3D sensors are purpose-built counting devices using stereo vision or time-of-flight, typically mounted overhead at a door. AI cameras are standard network cameras with counting intelligence built in, which makes them practical where camera infrastructure already exists or is planned, and lets one device serve wider angles than a dedicated overhead sensor. Both deliver exact in/out and occupancy into the same platform.
Are images of people stored?
Not in counting mode. The camera analyses video in the moment and outputs numbers; no personal images are stored and no individuals are identified. If you separately choose a video security extension, recording is governed by your own security policy and legal basis, and it remains clearly separated from the counting analytics.
Can the cameras do more than counting?
Yes, and that is the point of choosing standard cameras: the hardware can grow with you. On request, the system extends with video security capabilities, configured by you and governed by your own security policy and legal basis (the extension sits outside the DPA-approved counting method). Counting stays anonymous either way: one investment, two jobs, on your terms.

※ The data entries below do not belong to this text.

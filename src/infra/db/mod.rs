//! Postgres-backed repository implementations.

mod app_data;
mod articles;
mod communities;
mod hubs;
mod products;
mod stats;
mod talents;
mod users;
mod util;

pub use util::map_sqlx_error;

use std::sync::Arc;

use sqlx::{
    Postgres, Transaction, query,
    postgres::{PgPool, PgPoolOptions},
};

use crate::application::repos::RepoError;

#[derive(Clone)]
pub struct PostgresRepositories {
    pool: Arc<PgPool>,
}

impl PostgresRepositories {
    pub fn new(pool: PgPool) -> Self {
        Self {
            pool: Arc::new(pool),
        }
    }

    pub fn pool(&self) -> &PgPool {
        &self.pool
    }

    pub async fn begin(&self) -> Result<Transaction<'_, Postgres>, sqlx::Error> {
        self.pool.begin().await
    }

    pub async fn connect(url: &str, max_connections: u32) -> Result<PgPool, sqlx::Error> {
        PgPoolOptions::new()
            .max_connections(max_connections)
            .connect(url)
            .await
    }

    pub async fn run_migrations(pool: &PgPool) -> Result<(), sqlx::Error> {
        sqlx::migrate!("./migrations")
            .run(pool)
            .await
            .map_err(Into::into)
    }

    pub async fn health_check(&self) -> Result<(), sqlx::Error> {
        query("SELECT 1").execute(self.pool()).await.map(|_| ())
    }

    fn convert_count(value: i64) -> Result<u64, RepoError> {
        value
            .try_into()
            .map_err(|_| RepoError::from_persistence("count exceeds supported range"))
    }
}
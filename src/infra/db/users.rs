use async_trait::async_trait;
use time::OffsetDateTime;
use uuid::Uuid;

use crate::{
    application::repos::{ProfileChanges, RepoError, UsersRepo, UsersWriteRepo},
    domain::entities::UserRecord,
    domain::types::UserRole,
};

use super::PostgresRepositories;
use super::util::{map_sqlx_error, require_row};

const USER_COLUMNS: &str = "id, name, email, image, role, bio, created_at, updated_at";

#[derive(sqlx::FromRow)]
struct UserRow {
    id: Uuid,
    name: String,
    email: String,
    image: Option<String>,
    role: UserRole,
    bio: Option<String>,
    created_at: OffsetDateTime,
    updated_at: OffsetDateTime,
}

impl From<UserRow> for UserRecord {
    fn from(row: UserRow) -> Self {
        Self {
            id: row.id,
            name: row.name,
            email: row.email,
            image: row.image,
            role: row.role,
            bio: row.bio,
            created_at: row.created_at,
            updated_at: row.updated_at,
        }
    }
}

#[async_trait]
impl UsersRepo for PostgresRepositories {
    async fn find_user_by_id(&self, id: Uuid) -> Result<Option<UserRecord>, RepoError> {
        let row = sqlx::query_as::<_, UserRow>(&format!(
            "SELECT {USER_COLUMNS} FROM users WHERE id = $1"
        ))
        .bind(id)
        .fetch_optional(self.pool())
        .await
        .map_err(map_sqlx_error)?;

        Ok(row.map(UserRecord::from))
    }

    async fn find_user_by_session(&self, token: &str) -> Result<Option<UserRecord>, RepoError> {
        let row = sqlx::query_as::<_, UserRow>(
            "SELECT u.id, u.name, u.email, u.image, u.role, u.bio, u.created_at, u.updated_at \
             FROM sessions s \
             INNER JOIN users u ON u.id = s.user_id \
             WHERE s.token = $1 AND s.expires_at > $2",
        )
        .bind(token)
        .bind(OffsetDateTime::now_utc())
        .fetch_optional(self.pool())
        .await
        .map_err(map_sqlx_error)?;

        Ok(row.map(UserRecord::from))
    }

    async fn list_users(&self) -> Result<Vec<UserRecord>, RepoError> {
        let rows = sqlx::query_as::<_, UserRow>(&format!(
            "SELECT {USER_COLUMNS} FROM users ORDER BY LOWER(name), email"
        ))
        .fetch_all(self.pool())
        .await
        .map_err(map_sqlx_error)?;

        Ok(rows.into_iter().map(UserRecord::from).collect())
    }
}

#[async_trait]
impl UsersWriteRepo for PostgresRepositories {
    async fn update_profile(&self, params: ProfileChanges) -> Result<UserRecord, RepoError> {
        let ProfileChanges {
            id,
            name,
            image,
            bio,
        } = params;

        let row = sqlx::query_as::<_, UserRow>(&format!(
            "UPDATE users SET name = $2, image = $3, bio = $4, updated_at = $5 \
             WHERE id = $1 \
             RETURNING {USER_COLUMNS}"
        ))
        .bind(id)
        .bind(name)
        .bind(image)
        .bind(bio)
        .bind(OffsetDateTime::now_utc())
        .fetch_optional(self.pool())
        .await
        .map_err(map_sqlx_error)?;

        require_row(row).map(UserRecord::from)
    }
}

When are AI cameras the right choice over LiDAR or 3D sensors?
Choose AI cameras where standard camera hardware is an advantage: existing camera points, service and checkout zones, or sites standardising on one hardware family. Choose LiDAR for dark, outdoor or wide-open areas where image-free measurement matters most, and 3D sensors for classic high-precision doorway counting. Many venues combine them through the same platform.